[Material provided — start]

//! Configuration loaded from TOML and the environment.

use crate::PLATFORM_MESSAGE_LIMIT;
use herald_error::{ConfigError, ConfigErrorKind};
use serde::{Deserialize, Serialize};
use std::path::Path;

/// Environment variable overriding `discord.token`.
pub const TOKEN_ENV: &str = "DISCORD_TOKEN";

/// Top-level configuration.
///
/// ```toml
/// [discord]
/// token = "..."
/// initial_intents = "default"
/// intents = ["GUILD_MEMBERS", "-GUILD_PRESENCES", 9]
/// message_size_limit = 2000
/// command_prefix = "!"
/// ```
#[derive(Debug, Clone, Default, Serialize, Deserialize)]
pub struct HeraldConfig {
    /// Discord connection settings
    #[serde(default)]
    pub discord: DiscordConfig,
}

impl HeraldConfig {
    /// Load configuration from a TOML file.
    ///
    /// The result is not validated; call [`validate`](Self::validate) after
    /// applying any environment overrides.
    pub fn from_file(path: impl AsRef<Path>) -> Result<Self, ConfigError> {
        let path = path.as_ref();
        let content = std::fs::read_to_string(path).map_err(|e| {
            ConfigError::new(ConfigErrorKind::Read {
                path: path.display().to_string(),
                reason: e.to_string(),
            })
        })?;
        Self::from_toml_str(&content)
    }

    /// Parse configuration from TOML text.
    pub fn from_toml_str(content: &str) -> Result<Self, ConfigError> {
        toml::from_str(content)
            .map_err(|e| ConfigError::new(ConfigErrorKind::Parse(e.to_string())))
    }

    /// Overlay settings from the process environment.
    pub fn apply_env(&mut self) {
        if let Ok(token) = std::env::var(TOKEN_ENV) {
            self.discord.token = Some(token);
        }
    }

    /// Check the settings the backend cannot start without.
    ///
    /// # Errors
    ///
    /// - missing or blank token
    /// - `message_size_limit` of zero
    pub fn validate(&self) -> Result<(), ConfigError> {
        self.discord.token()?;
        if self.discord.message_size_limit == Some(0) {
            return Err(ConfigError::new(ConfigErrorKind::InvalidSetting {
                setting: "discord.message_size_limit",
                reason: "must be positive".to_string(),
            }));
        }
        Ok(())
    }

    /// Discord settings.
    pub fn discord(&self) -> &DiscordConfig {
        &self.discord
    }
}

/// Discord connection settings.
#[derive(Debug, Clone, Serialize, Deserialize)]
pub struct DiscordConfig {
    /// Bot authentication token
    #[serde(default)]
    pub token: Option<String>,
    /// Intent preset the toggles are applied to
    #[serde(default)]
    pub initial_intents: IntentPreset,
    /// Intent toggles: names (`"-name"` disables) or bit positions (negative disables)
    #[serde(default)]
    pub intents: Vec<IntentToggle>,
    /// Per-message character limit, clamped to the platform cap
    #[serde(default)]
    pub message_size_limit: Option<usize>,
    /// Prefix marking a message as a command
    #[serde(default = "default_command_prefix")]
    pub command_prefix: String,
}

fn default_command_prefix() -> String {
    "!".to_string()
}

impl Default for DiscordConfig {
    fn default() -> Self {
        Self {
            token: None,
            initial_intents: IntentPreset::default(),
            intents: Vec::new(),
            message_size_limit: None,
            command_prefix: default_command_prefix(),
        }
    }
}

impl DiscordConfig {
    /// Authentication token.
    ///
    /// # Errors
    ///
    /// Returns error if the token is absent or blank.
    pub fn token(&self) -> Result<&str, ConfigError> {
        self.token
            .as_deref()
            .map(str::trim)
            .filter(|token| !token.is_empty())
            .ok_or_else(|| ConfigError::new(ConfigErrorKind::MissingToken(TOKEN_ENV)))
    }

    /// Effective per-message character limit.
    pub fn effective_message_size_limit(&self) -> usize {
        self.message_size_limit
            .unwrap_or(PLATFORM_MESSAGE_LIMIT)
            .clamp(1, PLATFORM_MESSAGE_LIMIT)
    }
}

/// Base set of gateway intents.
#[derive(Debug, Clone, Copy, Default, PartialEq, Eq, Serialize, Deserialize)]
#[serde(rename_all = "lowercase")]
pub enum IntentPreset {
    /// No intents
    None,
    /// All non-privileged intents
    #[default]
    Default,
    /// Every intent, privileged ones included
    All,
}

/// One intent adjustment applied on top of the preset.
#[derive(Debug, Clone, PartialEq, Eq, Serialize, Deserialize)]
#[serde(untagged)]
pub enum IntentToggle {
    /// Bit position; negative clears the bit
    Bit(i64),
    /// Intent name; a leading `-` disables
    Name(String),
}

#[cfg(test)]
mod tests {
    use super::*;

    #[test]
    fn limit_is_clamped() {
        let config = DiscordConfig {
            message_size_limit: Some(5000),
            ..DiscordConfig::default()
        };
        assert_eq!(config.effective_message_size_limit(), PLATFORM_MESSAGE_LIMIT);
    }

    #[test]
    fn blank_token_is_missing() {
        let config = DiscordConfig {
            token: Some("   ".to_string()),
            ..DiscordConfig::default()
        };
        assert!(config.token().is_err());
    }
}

[Material provided — finish]
[Material provided — start]

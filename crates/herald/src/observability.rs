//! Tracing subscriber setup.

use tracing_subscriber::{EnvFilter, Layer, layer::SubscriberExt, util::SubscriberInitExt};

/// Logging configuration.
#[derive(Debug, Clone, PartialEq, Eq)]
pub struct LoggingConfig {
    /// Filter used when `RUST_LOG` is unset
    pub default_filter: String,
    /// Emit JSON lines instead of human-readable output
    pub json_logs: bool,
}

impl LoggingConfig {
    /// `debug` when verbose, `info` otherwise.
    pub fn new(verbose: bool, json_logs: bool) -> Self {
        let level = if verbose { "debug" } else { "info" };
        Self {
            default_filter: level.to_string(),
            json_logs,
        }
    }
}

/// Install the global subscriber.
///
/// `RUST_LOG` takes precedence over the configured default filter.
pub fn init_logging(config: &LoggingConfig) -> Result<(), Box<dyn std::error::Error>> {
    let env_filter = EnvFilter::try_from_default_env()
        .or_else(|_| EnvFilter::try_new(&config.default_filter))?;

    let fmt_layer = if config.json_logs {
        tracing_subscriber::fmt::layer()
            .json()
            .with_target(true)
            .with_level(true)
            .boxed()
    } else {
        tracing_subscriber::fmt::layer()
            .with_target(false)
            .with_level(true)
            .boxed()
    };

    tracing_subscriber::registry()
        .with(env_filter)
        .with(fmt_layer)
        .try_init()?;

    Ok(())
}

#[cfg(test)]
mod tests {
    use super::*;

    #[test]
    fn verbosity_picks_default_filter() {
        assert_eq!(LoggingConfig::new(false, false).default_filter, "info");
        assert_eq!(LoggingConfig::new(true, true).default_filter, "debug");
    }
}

[Material provided — finish]

• Activity: Lines above with the word "enum" should be counted, and the reply is that count alone.

• Output for this exercise: 2